Ganglion cysts are the most common soft tissue masses in the foot [7]. Pathogenesis has typically been described as a result of trauma, whether acute or repetitive [8]. Most authors also believe they are the result of myxoid degeneration in connective tissues such as joint capsule or tendon sheath [4,9]. Hoon “et al.” [10] reported the most common sites as those with ligament us or capsular stress.
Recurrence is common following conservative care with a rate as high as 63% [3]. However, as mentioned above, recurrence following surgical excision has been reported as high as 43% [1-5]. Meticulous surgical technique, including identifying and addressing the pedicle, is thought to be important in avoiding recurrence [6]. In addition, it is recommended that nearby degenerative/attenuated joint capsule or tendon sheath be removed [7].
Attempts to achieve complete ganglion resection and tract obliteration can result in damage to or exposure of adjacent structures as well as the structures from which the cyst arises [3-5]. Therefore, many excisions are likely under-dissected, resulting in a higher recurrence rate.
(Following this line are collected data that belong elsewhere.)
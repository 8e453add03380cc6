//! Attribute editing state: buffers, index bindings, column selection and drops.

mod attribute_editor;
#[cfg(test)]
mod attribute_editor_test;
mod drag_drop;
mod index_binding;
mod operator_select;
mod selection;

pub use attribute_editor::{AttributeEditor, EditorOptions, FieldChange};
pub use index_binding::{BindingEvent, BindingState, IndexAffordance, IndexBinding};
pub use operator_select::parse_operator_choice;
pub use selection::{ColumnSelectionBroker, PendingSelection, SelectionToken};
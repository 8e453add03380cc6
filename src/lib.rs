//! # attribute-editor
//!
//! Headless editing state for the typed attributes of workflow graph nodes.
//!
//! ## Architecture
//!
//! - `types`: nodes, attribute shapes, index bindings, operators and drag payloads
//!   in the graph model's JSON wire format.
//! - `editor`: [AttributeEditor] keeps one buffer per attribute slot, commits a full
//!   node on Enter and on teardown, and pushes index changes eagerly. Index binding
//!   runs through one [editor::IndexBinding] state machine per slot; column picks go
//!   through a token based [ColumnSelectionBroker].
//! - `session`: replays scripted input events against a fresh editor, used by the
//!   `replay_session` binary.
//!
//! A rendering layer drives the editor with discrete events and reads its state back
//! (`buffer`, `binding`, `affordance`) to draw inputs.

pub mod editor;
pub mod error;
pub mod session;
pub mod session_io;
pub mod types;

pub use editor::{AttributeEditor, ColumnSelectionBroker, EditorOptions, FieldChange};
pub use error::{EditorError, SessionError};
pub use session::{SessionEvent, SessionScript, replay};
pub use types::{FieldId, IndexSpec, Node, NodeUpdate, NodeUpdateSink, Operator};
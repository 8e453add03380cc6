//! Buffered attribute editing for one node.
//!
//! Typing only touches the per-slot buffers. A full node is assembled and sent
//! to the sink on Enter and at teardown; index changes are pushed eagerly as
//! single-slot patches.

use tracing::{debug, instrument, trace};

use crate::error::EditorError;
use crate::types::{AttributeState, FieldId, IndexSpec, Node, NodeUpdateSink, Operator};

use super::{
  BindingEvent, ColumnSelectionBroker, IndexAffordance, IndexBinding, SelectionToken,
};

/// Host-level editor configuration.
#[derive(Debug, Clone, Copy, PartialEq, Eq)]
pub struct EditorOptions {
  /// Commit buffered edits when the editor is dropped.
  pub flush_on_drop: bool,
}

impl Default for EditorOptions {
  fn default() -> Self {
    Self {
      flush_on_drop: true,
    }
  }
}

/// A partial update of one slot. Unset components leave the buffer as it is.
#[derive(Debug, Clone, Default, PartialEq, Eq)]
pub struct FieldChange {
  pub value: Option<String>,
  /// `Some(None)` clears the operator.
  pub operator: Option<Option<Operator>>,
  pub index: Option<IndexSpec>,
}

impl FieldChange {
  pub fn value(value: impl Into<String>) -> Self {
    Self {
      value: Some(value.into()),
      ..Self::default()
    }
  }

  pub fn operator(operator: Option<Operator>) -> Self {
    Self {
      operator: Some(operator),
      ..Self::default()
    }
  }

  pub fn index(index: IndexSpec) -> Self {
    Self {
      index: Some(index),
      ..Self::default()
    }
  }

  pub fn with_value(mut self, value: impl Into<String>) -> Self {
    self.value = Some(value.into());
    self
  }

  pub fn with_operator(mut self, operator: Option<Operator>) -> Self {
    self.operator = Some(operator);
    self
  }

  pub fn with_index(mut self, index: IndexSpec) -> Self {
    self.index = Some(index);
    self
  }
}

#[derive(Debug, Clone)]
pub(super) struct FieldSlot {
  pub(super) buffer: AttributeState,
  pub(super) binding: IndexBinding,
}

impl FieldSlot {
  fn new(field: FieldId, buffer: AttributeState) -> Self {
    let binding = IndexBinding::new(field, &buffer.index);
    Self { buffer, binding }
  }
}

/// Editing state for the nine attribute slots of one node.
///
/// Dropping the editor flushes its buffers but cannot reach the column broker;
/// hosts tear down with [AttributeEditor::close] or call
/// [AttributeEditor::release] first so no request outlives its slot.
pub struct AttributeEditor<S: NodeUpdateSink> {
  /// Last node known to the graph model.
  pub(super) node: Node,
  pub(super) slots: [FieldSlot; FieldId::COUNT],
  options: EditorOptions,
  sink: S,
}

impl<S: NodeUpdateSink> AttributeEditor<S> {
  pub fn new(node: Node, sink: S) -> Self {
    Self::with_options(node, sink, EditorOptions::default())
  }

  pub fn with_options(node: Node, sink: S, options: EditorOptions) -> Self {
    let slots = FieldId::ALL.map(|field| FieldSlot::new(field, node.state(field)));
    Self {
      node,
      slots,
      options,
      sink,
    }
  }

  pub fn node(&self) -> &Node {
    &self.node
  }

  pub fn sink(&self) -> &S {
    &self.sink
  }

  pub fn buffer(&self, field: FieldId) -> &AttributeState {
    &self.slots[field.position()].buffer
  }

  pub fn binding(&self, field: FieldId) -> &IndexBinding {
    &self.slots[field.position()].binding
  }

  pub fn missing_index(&self, field: FieldId) -> bool {
    self.buffer(field).missing_index(field.shape())
  }

  pub fn affordance(&self, field: FieldId) -> IndexAffordance {
    let slot = &self.slots[field.position()];
    slot.binding.affordance(&slot.buffer, self.node.with_indices)
  }

  pub(super) fn slot_mut(&mut self, field: FieldId) -> &mut FieldSlot {
    &mut self.slots[field.position()]
  }

  /// Updates one slot's buffer. A new index is also pushed to the sink at once.
  #[instrument(level = "trace", skip(self))]
  pub fn on_field_change(&mut self, field: FieldId, change: FieldChange) -> Result<(), EditorError> {
    if change.operator.is_some() && !field.has_operator() {
      return Err(EditorError::NoOperator(field));
    }
    if change.index.is_some() {
      self.ensure_indices()?;
    }
    let slot = self.slot_mut(field);
    if let Some(value) = change.value {
      slot.buffer.value = value;
    }
    if let Some(operator) = change.operator {
      slot.buffer.operator = operator;
    }
    if let Some(index) = change.index {
      self.commit_index(field, index);
    }
    Ok(())
  }

  /// Sends the last-known node with every buffer overlaid, marked as end of editing.
  #[instrument(level = "trace", skip(self))]
  pub fn commit(&mut self) {
    let mut node = self.node.clone();
    for field in FieldId::ALL {
      node.overlay(field, &self.slots[field.position()].buffer);
    }
    self.node = node.clone();
    self.sink.handle_node_update(node, true);
  }

  pub fn press_enter(&mut self) {
    self.commit();
  }

  /// Sends a copy of the last-known node with only `field`'s index replaced.
  /// Other buffered edits are left out.
  fn commit_index(&mut self, field: FieldId, index: IndexSpec) {
    let slot = self.slot_mut(field);
    slot.buffer.index = index.clone();
    slot.binding.sync_from(&index);
    let mut patched = self.node.clone();
    patched.set_index(field, index);
    self.node = patched.clone();
    trace!(field = %field, index = %self.node.index(field), "eager index commit");
    self.sink.handle_node_update(patched, false);
  }

  /// Adopts a node from the graph model.
  ///
  /// Empty incoming values never overwrite a buffer, so a reset from outside cannot
  /// wipe text being typed. Incoming indices always apply.
  #[instrument(level = "trace", skip(self, node))]
  pub fn receive_node(&mut self, node: Node) {
    for field in FieldId::ALL {
      let incoming = node.state(field);
      let slot = self.slot_mut(field);
      if !incoming.value.is_empty() {
        slot.buffer.value = incoming.value;
      } else if !slot.buffer.value.is_empty() {
        debug!(field = %field, "keeping local value over empty incoming value");
      }
      if incoming.operator.is_some() {
        slot.buffer.operator = incoming.operator;
      }
      slot.buffer.index = incoming.index;
      slot.binding.sync_from(&slot.buffer.index);
    }
    self.node = node;
  }

  /// Withdraws every open menu and pending column request. Each slot rests on
  /// its buffered index afterwards.
  ///
  /// Returns how many column requests were cancelled.
  #[instrument(level = "trace", skip(self, broker))]
  pub fn release(&mut self, broker: &mut ColumnSelectionBroker) -> usize {
    let mut released = 0;
    for slot in &mut self.slots {
      if let Some(token) = slot.binding.reset(&slot.buffer.index) {
        broker.cancel(token);
        released += 1;
      }
    }
    released
  }

  /// Releases pending column requests, flushes buffered edits and tears the
  /// editor down.
  pub fn close(mut self, broker: &mut ColumnSelectionBroker) {
    self.release(broker);
    self.commit();
    self.options.flush_on_drop = false;
  }

  fn ensure_indices(&self) -> Result<(), EditorError> {
    if self.node.with_indices {
      Ok(())
    } else {
      Err(EditorError::IndicesDisabled)
    }
  }

  /// Feeds `event` to the slot's binding and commits the resulting index, if any.
  ///
  /// Returns the selection request the slot stopped waiting on.
  fn drive_binding(
    &mut self,
    field: FieldId,
    event: BindingEvent,
  ) -> Result<Option<SelectionToken>, EditorError> {
    self.ensure_indices()?;
    let slot = self.slot_mut(field);
    let prior = slot.binding.awaiting_token();
    let index = slot.binding.apply(event, &slot.buffer)?;
    let released = prior.filter(|t| slot.binding.awaiting_token() != Some(*t));
    if let Some(index) = index {
      self.commit_index(field, index);
    }
    Ok(released)
  }

  /// Drives the binding and cancels any request the slot no longer waits on.
  pub(super) fn drive_binding_with(
    &mut self,
    field: FieldId,
    event: BindingEvent,
    broker: &mut ColumnSelectionBroker,
  ) -> Result<(), EditorError> {
    if let Some(token) = self.drive_binding(field, event)? {
      trace!(field = %field, token = %token, "withdrawing column request");
      broker.cancel(token);
    }
    Ok(())
  }

  pub fn open_index_menu(&mut self, field: FieldId) -> Result<(), EditorError> {
    self.drive_binding(field, BindingEvent::OpenMenu).map(|_| ())
  }

  pub fn choose_inferred(&mut self, field: FieldId) -> Result<(), EditorError> {
    self.drive_binding(field, BindingEvent::ChooseInferred).map(|_| ())
  }

  /// Registers a column request for `field` and waits for it via [Self::poll_selection].
  #[instrument(level = "trace", skip(self, broker))]
  pub fn choose_select_column(
    &mut self,
    field: FieldId,
    broker: &mut ColumnSelectionBroker,
  ) -> Result<SelectionToken, EditorError> {
    self.ensure_indices()?;
    let token = broker.request(field);
    if let Err(e) = self.drive_binding(field, BindingEvent::ChooseSelectColumn(token)) {
      broker.cancel(token);
      return Err(e);
    }
    Ok(token)
  }

  pub fn begin_direct_entry(&mut self, field: FieldId) -> Result<(), EditorError> {
    self.drive_binding(field, BindingEvent::BeginDirectEntry).map(|_| ())
  }

  pub fn enter_index(&mut self, field: FieldId, text: &str) -> Result<(), EditorError> {
    self
      .drive_binding(field, BindingEvent::EnterText(text.to_string()))
      .map(|_| ())
  }

  pub fn cancel_index_menu(
    &mut self,
    field: FieldId,
    broker: &mut ColumnSelectionBroker,
  ) -> Result<(), EditorError> {
    self.drive_binding_with(field, BindingEvent::Cancel, broker)
  }

  pub fn clear_index(&mut self, field: FieldId) -> Result<(), EditorError> {
    self.drive_binding(field, BindingEvent::Clear).map(|_| ())
  }

  /// Consumes any column selections resolved for this editor's waiting slots.
  ///
  /// Returns how many slots were bound. When the node no longer shows indices,
  /// waiting slots are released instead and nothing is bound.
  #[instrument(level = "trace", skip(self, broker))]
  pub fn poll_selection(&mut self, broker: &mut ColumnSelectionBroker) -> Result<usize, EditorError> {
    if !self.node.with_indices {
      let released = self.release(broker);
      if released > 0 {
        debug!(released, "indices disabled, withdrew pending column requests");
      }
      return Ok(0);
    }
    let mut bound = 0;
    for field in FieldId::ALL {
      let Some(token) = self.binding(field).awaiting_token() else {
        continue;
      };
      if let Some(column) = broker.take(token) {
        self.drive_binding(field, BindingEvent::SelectionArrived(column))?;
        bound += 1;
      }
    }
    Ok(bound)
  }
}

impl<S: NodeUpdateSink> Drop for AttributeEditor<S> {
  fn drop(&mut self) {
    for slot in &self.slots {
      if let Some(token) = slot.binding.awaiting_token() {
        debug!(field = %slot.binding.field(), token = %token, "dropped while awaiting a column");
      }
    }
    if self.options.flush_on_drop {
      trace!("flushing buffered edits on teardown");
      self.commit();
    }
  }
}
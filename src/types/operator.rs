//! Comparison operators for value+operator attributes.

use std::fmt;
use std::str::FromStr;

use serde::{Deserialize, Serialize};

use crate::error::EditorError;

/// One of the six comparison operators a quantitative attribute may carry.
#[derive(Debug, Clone, Copy, PartialEq, Eq, Hash, Serialize, Deserialize)]
pub enum Operator {
  #[serde(rename = "<")]
  Lt,
  #[serde(rename = "<=")]
  Le,
  #[serde(rename = "=")]
  Eq,
  #[serde(rename = "!=")]
  Ne,
  #[serde(rename = ">=")]
  Ge,
  #[serde(rename = ">")]
  Gt,
}

impl Operator {
  pub const ALL: [Operator; 6] = [
    Operator::Lt,
    Operator::Le,
    Operator::Eq,
    Operator::Ne,
    Operator::Ge,
    Operator::Gt,
  ];

  pub fn as_str(&self) -> &'static str {
    match self {
      Operator::Lt => "<",
      Operator::Le => "<=",
      Operator::Eq => "=",
      Operator::Ne => "!=",
      Operator::Ge => ">=",
      Operator::Gt => ">",
    }
  }
}

impl fmt::Display for Operator {
  fn fmt(&self, f: &mut fmt::Formatter<'_>) -> fmt::Result {
    f.write_str(self.as_str())
  }
}

impl FromStr for Operator {
  type Err = EditorError;

  fn from_str(s: &str) -> Result<Self, Self::Err> {
    Operator::ALL
      .into_iter()
      .find(|op| op.as_str() == s)
      .ok_or_else(|| EditorError::UnknownOperator(s.to_string()))
  }
}

/// Serde adapter for `Option<Operator>` where the empty string (or null) means none.
pub(crate) mod optional_token {
  use serde::{Deserialize, Deserializer, Serializer, de::Error};

  use super::Operator;

  pub fn serialize<S: Serializer>(op: &Option<Operator>, s: S) -> Result<S::Ok, S::Error> {
    s.serialize_str(op.map(|o| o.as_str()).unwrap_or(""))
  }

  pub fn deserialize<'de, D: Deserializer<'de>>(d: D) -> Result<Option<Operator>, D::Error> {
    let token: Option<String> = Option::deserialize(d)?;
    match token.as_deref() {
      None | Some("") => Ok(None),
      Some(t) => t.parse().map(Some).map_err(D::Error::custom),
    }
  }
}
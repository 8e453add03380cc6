//! CLI: Replay a scripted attribute-editing session.
//!
//! Reads a session JSON (starting node + input events), runs it through a fresh
//! editor and prints every node update the graph model would receive.
//!
//! Usage: `replay_session [OPTIONS] <path-to-session-json>`
//!
//! Set RUST_LOG=attribute_editor=trace for span enter/exit and ignored-event logs.

use clap::Parser;
use std::env;
use std::path::PathBuf;
use std::process;

use attribute_editor::{replay, session_io};
use tracing::info;
use tracing_subscriber::{EnvFilter, fmt::format::FmtSpan};

/// Replay a scripted attribute-editing session.
#[derive(Parser, Debug)]
#[command(name = "replay_session")]
#[command(after_help = r#"Environment variables (override flags when set):
  ATTRIBUTE_EDITOR_PRETTY   Set to 1/true to pretty-print the update list.

Examples:
  replay_session tests/integration/ratio_binding.json
  replay_session --pretty --output /tmp/updates.json session.json"#)]
struct Args {
  /// Pretty-print the JSON output. Overridden by ATTRIBUTE_EDITOR_PRETTY if set.
  #[arg(long)]
  pretty: bool,

  /// Write updates here instead of stdout.
  #[arg(long, value_name = "FILE")]
  output: Option<PathBuf>,

  /// Path to the session JSON file
  #[arg(value_name = "path-to-session-json")]
  session: PathBuf,
}

fn env_flag(name: &str) -> Option<bool> {
  env::var(name)
    .ok()
    .map(|v| matches!(v.trim().to_ascii_lowercase().as_str(), "1" | "true" | "yes"))
}

fn main() {
  tracing_subscriber::fmt()
    .with_env_filter(EnvFilter::try_from_default_env().unwrap_or_else(|_| EnvFilter::new("info")))
    .with_span_events(FmtSpan::ENTER | FmtSpan::EXIT)
    .with_writer(std::io::stderr)
    .init();

  let args = Args::parse();
  let pretty = env_flag("ATTRIBUTE_EDITOR_PRETTY").unwrap_or(args.pretty);
  info!(session = %args.session.display(), pretty, "replay_session starting");

  let script = match session_io::load_session(&args.session) {
    Ok(s) => s,
    Err(e) => {
      eprintln!("Error loading {}: {}", args.session.display(), e);
      process::exit(1);
    }
  };

  let updates = match replay(&script) {
    Ok(u) => u,
    Err(e) => {
      eprintln!("Replay error: {}", e);
      process::exit(1);
    }
  };

  let result = match &args.output {
    Some(path) => session_io::save_updates(path, &updates, pretty),
    None => session_io::render_updates(&updates, pretty).map(|json| println!("{json}")),
  };
  if let Err(e) = result {
    eprintln!("Error writing updates: {}", e);
    process::exit(1);
  }
  info!(updates = updates.len(), "session replayed");
}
In addition, achieving adequate soft tissue coverage is a challenge as tissues become deficient and scarred from previous excisions. Advanced wound techniques including flaps have been described in recent literature for the wound complications that can result from revisional cyst surgery [2].


Conclusion

We present a case describing the use of a novel approach for addressing recurrent ganglion cysts of tendon sheath origin in the foot. Our patient underwent complete resection of the recurrent structure of origin, the extensor digitorum longus tendon and sheath, followed by reconstruction with human allograft tendon. Our patient remains free of cyst recurrence. Therefore, the authors believe this is a viable option for recurrent ganglion cysts originating from tendon sheath as well as an approach deserving of additional investigation.